I've been a bit stuck on my other stories, so here's a weird little one shot that wouldn't leave me alone to tie you over. I got this prompt generator on my Kindle and this is the weirdness that comes from it.
Disclaimer: I do not own Tin Man
Prompt: "Sir, you can't park that ostrich here."
I had encountered many things since that travel storm blew me onto this side. Tiny people dressed up like turkeys. A man with a zipper in his head and no brain. A guy locked away in a tin suit. A lion-man who could show us a person's memories simply using a mirror. The list goes on and on.
But never, never have I imagined to see something like this.
"Sir, you can't park that ostrich here," a disgruntled Tin Man tried to explain to the elderly man wearing a floral dress.
The dress man started waving around a gold bejeweled can like a weapon, yelling loudly in gibberish.
"Sir, please calm down. You need to move your ostrich."
All I had wanted to do was go out and enjoy market day. That had been the plan when I snuck out of the castle earlier this morning, forgoing all the bodyguards Mother would have no doubt surrounded me with. Not to mention today there was supposed to be a meeting with the overgrown turkeys.

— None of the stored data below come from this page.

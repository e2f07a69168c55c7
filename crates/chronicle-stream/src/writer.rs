//! Little-endian stream writer with alignment padding

use std::io::Write;

use byteorder::{LittleEndian, WriteBytesExt};

use crate::{Result, StreamError, ALIGNMENT};

/// Writer half of the binary stream.
///
/// All multi-byte values are little-endian. The writer tracks its own
/// position so callers can pad to an alignment boundary without the
/// underlying device being seekable.
pub struct StreamWriter<'a> {
    out: &'a mut dyn Write,
    pos: u64,
}

impl<'a> StreamWriter<'a> {
    pub fn new(out: &'a mut dyn Write) -> Self {
        Self { out, pos: 0 }
    }

    /// Number of bytes written so far.
    pub fn position(&self) -> u64 {
        self.pos
    }

    pub fn write_raw(&mut self, data: &[u8]) -> Result<()> {
        self.out.write_all(data).map_err(StreamError::from_io)?;
        self.pos += data.len() as u64;
        Ok(())
    }

    /// Pad with zero bytes until the position is a multiple of `size`.
    pub fn align(&mut self, size: u64) -> Result<()> {
        let rem = self.pos % size;
        if rem == 0 {
            return Ok(());
        }
        let mut pad = (size - rem) as usize;
        let zeros = [0u8; 16];
        while pad > 0 {
            let chunk = pad.min(zeros.len());
            self.write_raw(&zeros[..chunk])?;
            pad -= chunk;
        }
        Ok(())
    }

    pub fn write_bool(&mut self, v: bool) -> Result<()> {
        self.write_u8(v as u8)
    }

    pub fn write_i8(&mut self, v: i8) -> Result<()> {
        self.out.write_i8(v).map_err(StreamError::from_io)?;
        self.pos += 1;
        Ok(())
    }

    pub fn write_u8(&mut self, v: u8) -> Result<()> {
        self.out.write_u8(v).map_err(StreamError::from_io)?;
        self.pos += 1;
        Ok(())
    }

    pub fn write_i16(&mut self, v: i16) -> Result<()> {
        self.out
            .write_i16::<LittleEndian>(v)
            .map_err(StreamError::from_io)?;
        self.pos += 2;
        Ok(())
    }

    pub fn write_u16(&mut self, v: u16) -> Result<()> {
        self.out
            .write_u16::<LittleEndian>(v)
            .map_err(StreamError::from_io)?;
        self.pos += 2;
        Ok(())
    }

    pub fn write_i32(&mut self, v: i32) -> Result<()> {
        self.out
            .write_i32::<LittleEndian>(v)
            .map_err(StreamError::from_io)?;
        self.pos += 4;
        Ok(())
    }

    pub fn write_u32(&mut self, v: u32) -> Result<()> {
        self.out
            .write_u32::<LittleEndian>(v)
            .map_err(StreamError::from_io)?;
        self.pos += 4;
        Ok(())
    }

    pub fn write_i64(&mut self, v: i64) -> Result<()> {
        self.out
            .write_i64::<LittleEndian>(v)
            .map_err(StreamError::from_io)?;
        self.pos += 8;
        Ok(())
    }

    pub fn write_u64(&mut self, v: u64) -> Result<()> {
        self.out
            .write_u64::<LittleEndian>(v)
            .map_err(StreamError::from_io)?;
        self.pos += 8;
        Ok(())
    }

    pub fn write_f32(&mut self, v: f32) -> Result<()> {
        self.out
            .write_f32::<LittleEndian>(v)
            .map_err(StreamError::from_io)?;
        self.pos += 4;
        Ok(())
    }

    pub fn write_f64(&mut self, v: f64) -> Result<()> {
        self.out
            .write_f64::<LittleEndian>(v)
            .map_err(StreamError::from_io)?;
        self.pos += 8;
        Ok(())
    }

    /// Write `i32 length` + bytes, padded with zeros to the next multiple
    /// of four.
    pub fn write_byte_block(&mut self, data: &[u8]) -> Result<()> {
        self.write_i32(data.len() as i32)?;
        self.write_raw(data)?;
        self.align(ALIGNMENT)
    }

    /// Strings share the byte-block convention; the length counts bytes,
    /// not characters.
    pub fn write_string(&mut self, s: &str) -> Result<()> {
        self.write_byte_block(s.as_bytes())
    }
}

Oops. Must have slipped my mind.
But now here I was, stuck in the milling crowd watching an old man in a dress being wrestled to the ground because he parked his ostrich in what was clearly a no parking zone. Yep, it was official. My life could not get weirder.

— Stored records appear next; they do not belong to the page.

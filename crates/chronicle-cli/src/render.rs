//! Tree rendering: indented text for the shell, JSON for `dump`

use std::fs;
use std::path::Path;

use chronicle_model::{Node, NodeType, Property};
use chronicle_stream::StreamReader;
use chronicle_variant::Variant;
use serde_json::{json, Value};

fn type_name(node: &Node) -> &'static str {
    match node.node_type() {
        NodeType::Bytes => "Bytes",
        NodeType::Vector => "Vector",
        NodeType::Mapping => "Mapping",
        NodeType::Sheet => "Sheet",
        NodeType::Struct => "Struct",
        NodeType::User(_) => "User",
    }
}

fn print_bytes(data: &[u8]) -> String {
    match std::str::from_utf8(data) {
        Ok(text) => format!("{:?}", text),
        Err(_) => format!("{} bytes", data.len()),
    }
}

/// Print one node and its subtree, indented, with a leading label.
pub fn print_node(label: &str, node: &Node, indent: usize) {
    let pad = " ".repeat(indent);
    let id = node.id();
    if label.is_empty() {
        println!("{}{} (id {})", pad, type_name(node), id);
    } else {
        println!("{}{} {} (id {})", pad, label, type_name(node), id);
    }

    match node.node_type() {
        NodeType::Bytes => {
            let bytes = node.as_bytes().unwrap();
            println!("{}  bytes: {}", pad, print_bytes(&bytes.data()));
        }
        NodeType::Vector => {
            let vector = node.as_vector().unwrap();
            for (i, child) in vector.nodes().iter().enumerate() {
                print_node(&i.to_string(), child, indent + 2);
            }
        }
        NodeType::Mapping => {
            let mapping = node.as_mapping().unwrap();
            for (key, prop) in mapping.entries() {
                match prop {
                    Property::Variant(v) => println!("{}  {} variant: {}", pad, key, v),
                    Property::Node(child) => print_node(&key, &child, indent + 2),
                    Property::Empty => {}
                }
            }
        }
        NodeType::Sheet => {
            let sheet = node.as_sheet().unwrap();
            for (id, child) in sheet.entries() {
                print_node(&id.to_string(), &child, indent + 2);
            }
        }
        NodeType::Struct => {
            let tuple = node.as_struct().unwrap();
            for (i, prop) in tuple.slots().iter().enumerate() {
                match prop {
                    Property::Variant(v) => println!("{}  {} variant: {}", pad, i, v),
                    Property::Node(child) => print_node(&i.to_string(), child, indent + 2),
                    Property::Empty => println!("{}  {} empty", pad, i),
                }
            }
        }
        NodeType::User(tag) => {
            println!("{}  user payload (tag {})", pad, tag);
        }
    }
}

fn variant_to_json(v: &Variant) -> Value {
    match v {
        Variant::Invalid => Value::Null,
        Variant::Null => Value::Null,
        Variant::Bool(b) => json!(b),
        Variant::I8(n) => json!(n),
        Variant::I16(n) => json!(n),
        Variant::I32(n) => json!(n),
        Variant::I64(n) => json!(n),
        Variant::U8(n) => json!(n),
        Variant::U16(n) => json!(n),
        Variant::U32(n) => json!(n),
        Variant::U64(n) => json!(n),
        Variant::F32(n) => json!(n),
        Variant::F64(n) => json!(n),
        Variant::String(s) => json!(s),
        Variant::User(u) => json!(format!("<user:{}>", u.type_id())),
    }
}

fn property_to_json(prop: &Property) -> Value {
    match prop {
        Property::Empty => Value::Null,
        Property::Variant(v) => variant_to_json(v),
        Property::Node(node) => node_to_json(node),
    }
}

/// Render a node tree as JSON for inspection.
pub fn node_to_json(node: &Node) -> Value {
    let body = match node.node_type() {
        NodeType::Bytes => {
            let data = node.as_bytes().unwrap().data();
            match String::from_utf8(data.clone()) {
                Ok(text) => json!(text),
                Err(_) => json!(data),
            }
        }
        NodeType::Vector => {
            let children: Vec<Value> = node
                .as_vector()
                .unwrap()
                .nodes()
                .iter()
                .map(node_to_json)
                .collect();
            json!(children)
        }
        NodeType::Mapping => {
            let mut map = serde_json::Map::new();
            for (key, prop) in node.as_mapping().unwrap().entries() {
                map.insert(key, property_to_json(&prop));
            }
            Value::Object(map)
        }
        NodeType::Sheet => {
            let sheet = node.as_sheet().unwrap();
            let mut map = serde_json::Map::new();
            for (id, child) in sheet.entries() {
                map.insert(id.to_string(), node_to_json(&child));
            }
            json!({ "max_id": sheet.max_id(), "rows": Value::Object(map) })
        }
        NodeType::Struct => {
            let slots: Vec<Value> = node
                .as_struct()
                .unwrap()
                .slots()
                .iter()
                .map(property_to_json)
                .collect();
            json!(slots)
        }
        NodeType::User(tag) => json!(format!("<user:{}>", tag)),
    };
    json!({
        "type": type_name(node),
        "id": node.id(),
        "value": body,
    })
}

pub fn cmd_dump(file: &Path, pretty: bool) {
    let data = match fs::read(file) {
        Ok(data) => data,
        Err(err) => {
            eprintln!("Error reading file: {}", err);
            std::process::exit(1);
        }
    };

    let mut cursor = &data[..];
    let mut reader = StreamReader::new(&mut cursor);
    let node = match Node::read(&mut reader) {
        Ok(node) => node,
        Err(err) => {
            eprintln!("Error decoding document: {}", err);
            std::process::exit(1);
        }
    };

    let value = node_to_json(&node);
    let output = if pretty {
        serde_json::to_string_pretty(&value).unwrap()
    } else {
        serde_json::to_string(&value).unwrap()
    };
    println!("{}", output);
}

I watched, amused, as the man was carted off to jail screaming, "But I'm allergic to pimentos!" The ostrich was being led along by another Tin Man toward their version of an impound lot.
Suddenly a large hand gripped my shoulder making me jump a mile high. I spun around, going into the fighting stance Cain taught me, throwing up a magical shield at the same time. Those defense classes were really paying off. I dropped it again a second later when I came face to face with my "attacker."
"What are you doin', Kiddo?" Cain growled, quacking an eyebrow.
Glancing over my shoulder I grinned, "Enjoying the show."
He sighed in exasperation, "I meant, why the hell did you leave without telling anyone?"
"C'mon Cain," I admittedly whined, "You and I both hate sitting in those stupid meetings. I just wanted to get out for a little while, and Mother would have never allowed it."
He studied me for a long minute, blue eyes making me feel x-rayed the way only he could.
"Next time tell me," he said lowly, nudging me back into the moving crowd toward a little café-like place that was emitting heavenly smells. I hadn't even realized I was hungry till now. "I'd rather you sneak out with me than sneak out alone and get hurt."
"Aw, I didn't know you cared so much, Wyatt," I teased.
He huffed as we sat down at a corner table away from most of the patrons, "It's my job to care, kid."
The rest of the day was pretty peaceful, hopping from shop to shop with Cain trailing behind like a second shadow. Except of course when the old man escaped from jail, rescued his ostrich, and went rampaging down the street screaming, "Save the Doughnuts!"